(Saved entries)

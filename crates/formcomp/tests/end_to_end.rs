//! Compiling small spreadsheets and evaluating them through the engine

use formcomp::prelude::*;
use formcomp::CompilerResult;
use formcomp_compiler::{ExprNode, Operator};
use pretty_assertions::assert_eq;

fn numeric_slots(names: &[&str]) -> Shape {
    names
        .iter()
        .fold(Shape::new(), |shape, name| shape.value(*name, DataType::Numeric))
}

fn config(numeric: &str) -> CompilerConfig {
    CompilerConfig::default().with_numeric_type(numeric.parse().unwrap())
}

#[test]
fn test_sum_of_two_inputs_on_every_numeric_type() {
    let mut book = Spreadsheet::new();
    let sheet = book.sheet_mut(0).unwrap();
    sheet.set_cell_value("A1", 1.0).unwrap();
    sheet.set_cell_value("B1", 2.0).unwrap();
    sheet.set_cell_formula("C1", "=SUM(A1:B1)").unwrap();

    for numeric in ["double", "decimal", "decimal:4", "scaled:2", "scaled:6"] {
        let mut builder = EngineBuilder::with_config(
            &book,
            numeric_slots(&["a", "b"]),
            Shape::new()
                .value("total", DataType::Numeric)
                .value("label", DataType::String),
            config(numeric),
        )
        .unwrap();
        builder.input("A1", "a").unwrap().input("B1", "b").unwrap();
        builder.output("C1", "total").unwrap().output("C1", "label").unwrap();
        let engine = builder.build().unwrap();

        let inputs = Record::new().with("a", 1.0).with("b", 2.0);
        let computation = engine.computation(&inputs);
        assert_eq!(computation.get("total").unwrap().to_f64(), Some(3.0), "{}", numeric);
        assert_eq!(computation.get("label").unwrap(), Value::text("3"), "{}", numeric);
    }
}

#[test]
fn test_max_operator_and_aggregate_agree() {
    let mut book = Spreadsheet::new();
    let sheet = book.sheet_mut(0).unwrap();
    sheet.set_cell_value("A1", 0.1).unwrap();
    sheet.set_cell_value("B1", 0.05).unwrap();
    sheet.set_cell_formula("C1", "=MAX(A1,B1)").unwrap();
    sheet.set_cell_formula("D1", "=MAX(A1:B1)").unwrap();

    for numeric in ["double", "decimal:2", "scaled:2"] {
        let mut builder = EngineBuilder::with_config(
            &book,
            numeric_slots(&["a", "b"]),
            Shape::new()
                .value("RebateOp", DataType::String)
                .value("RebateAgg", DataType::String),
            config(numeric),
        )
        .unwrap();
        builder.input("A1", "a").unwrap().input("B1", "b").unwrap();
        builder.output("C1", "RebateOp").unwrap();
        builder.output("D1", "RebateAgg").unwrap();
        let engine = builder.build().unwrap();

        let inputs = Record::new().with("a", 0.1).with("b", 0.05);
        let computation = engine.computation(&inputs);
        assert_eq!(computation.get("RebateOp").unwrap(), Value::text("0.1"));
        assert_eq!(computation.get("RebateAgg").unwrap(), Value::text("0.1"));
    }
}

#[test]
fn test_average_is_rewritten_into_fold_and_count() {
    let mut book = Spreadsheet::new();
    let sheet = book.sheet_mut(0).unwrap();
    sheet.set_cell_value("A1", 1.0).unwrap();
    sheet.set_cell_value("A2", 2.0).unwrap();
    sheet.set_cell_value("A3", 4.0).unwrap();
    sheet.set_cell_formula("A4", "=AVERAGE(A1:A3)").unwrap();

    let outputs = Shape::new()
        .value("avg", DataType::Numeric)
        .value("text", DataType::String);
    let unfolded = config("double")
        .with_constant_folding(false)
        .with_inlining(false);
    let mut builder = EngineBuilder::with_config(&book, Shape::new(), outputs.clone(), unfolded)
        .unwrap();
    builder.output("A4", "avg").unwrap();
    let model = builder.compile().unwrap();
    let described = model.describe();
    assert!(
        described.contains(
            "A4 = (fold(acc__1 = 0, x__1: (acc__1 + x__1) over {A1; A2; A3}) / count({A1; A2; A3}))"
        ),
        "{}",
        described
    );

    let expected = [
        ("double", "2.3333333333333335"),
        ("decimal:4", "2.3333"),
        ("scaled:4", "2.3333"),
    ];
    for (numeric, text) in expected {
        let mut builder =
            EngineBuilder::with_config(&book, Shape::new(), outputs.clone(), config(numeric))
                .unwrap();
        builder.output("A4", "avg").unwrap().output("A4", "text").unwrap();
        let engine = builder.build().unwrap();
        let record = Record::new();
        let computation = engine.computation(&record);
        assert_eq!(computation.get("text").unwrap(), Value::text(text), "{}", numeric);
        let avg = computation.get("avg").unwrap().to_f64().unwrap();
        assert!((avg - 7.0 / 3.0).abs() < 1e-4, "{}: {}", numeric, avg);
    }
}

#[test]
fn test_literals_keep_their_digits() {
    let mut book = Spreadsheet::new();
    let sheet = book.sheet_mut(0).unwrap();
    sheet.set_cell_formula("A1", "=1.2345678901234567891").unwrap();
    sheet.set_cell_formula("B1", "=12345678901234567891+1").unwrap();

    let expected = [
        ("decimal", "1.2345678901234567891", Some("12345678901234567892")),
        ("decimal:4", "1.2346", Some("12345678901234567892")),
        ("scaled:6", "1.234568", None),
        ("scaled:0", "1", None),
    ];
    for (numeric, a1, b1) in expected {
        let mut outputs = Shape::new().value("a", DataType::String);
        if b1.is_some() {
            outputs = outputs.value("b", DataType::String);
        }
        let mut builder =
            EngineBuilder::with_config(&book, Shape::new(), outputs, config(numeric)).unwrap();
        builder.output("A1", "a").unwrap();
        if b1.is_some() {
            builder.output("B1", "b").unwrap();
        }
        let engine = builder.build().unwrap();
        let record = Record::new();
        let computation = engine.computation(&record);
        assert_eq!(computation.get("a").unwrap(), Value::text(a1), "{}", numeric);
        if let Some(b1) = b1 {
            assert_eq!(computation.get("b").unwrap(), Value::text(b1), "{}", numeric);
        }
    }

    let mut builder = EngineBuilder::new(&book, Shape::new(), numeric_slots(&["a"])).unwrap();
    builder.output("A1", "a").unwrap();
    let value = builder.build().unwrap().computation(&Record::new()).get("a").unwrap();
    assert!((value.to_f64().unwrap() - 1.2345678901234567).abs() < 1e-15);
}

Problem requirements:
Among the lines above, return each one holding the string "names".

Task response:
fn numeric_slots(names: &[&str]) -> Shape {
    names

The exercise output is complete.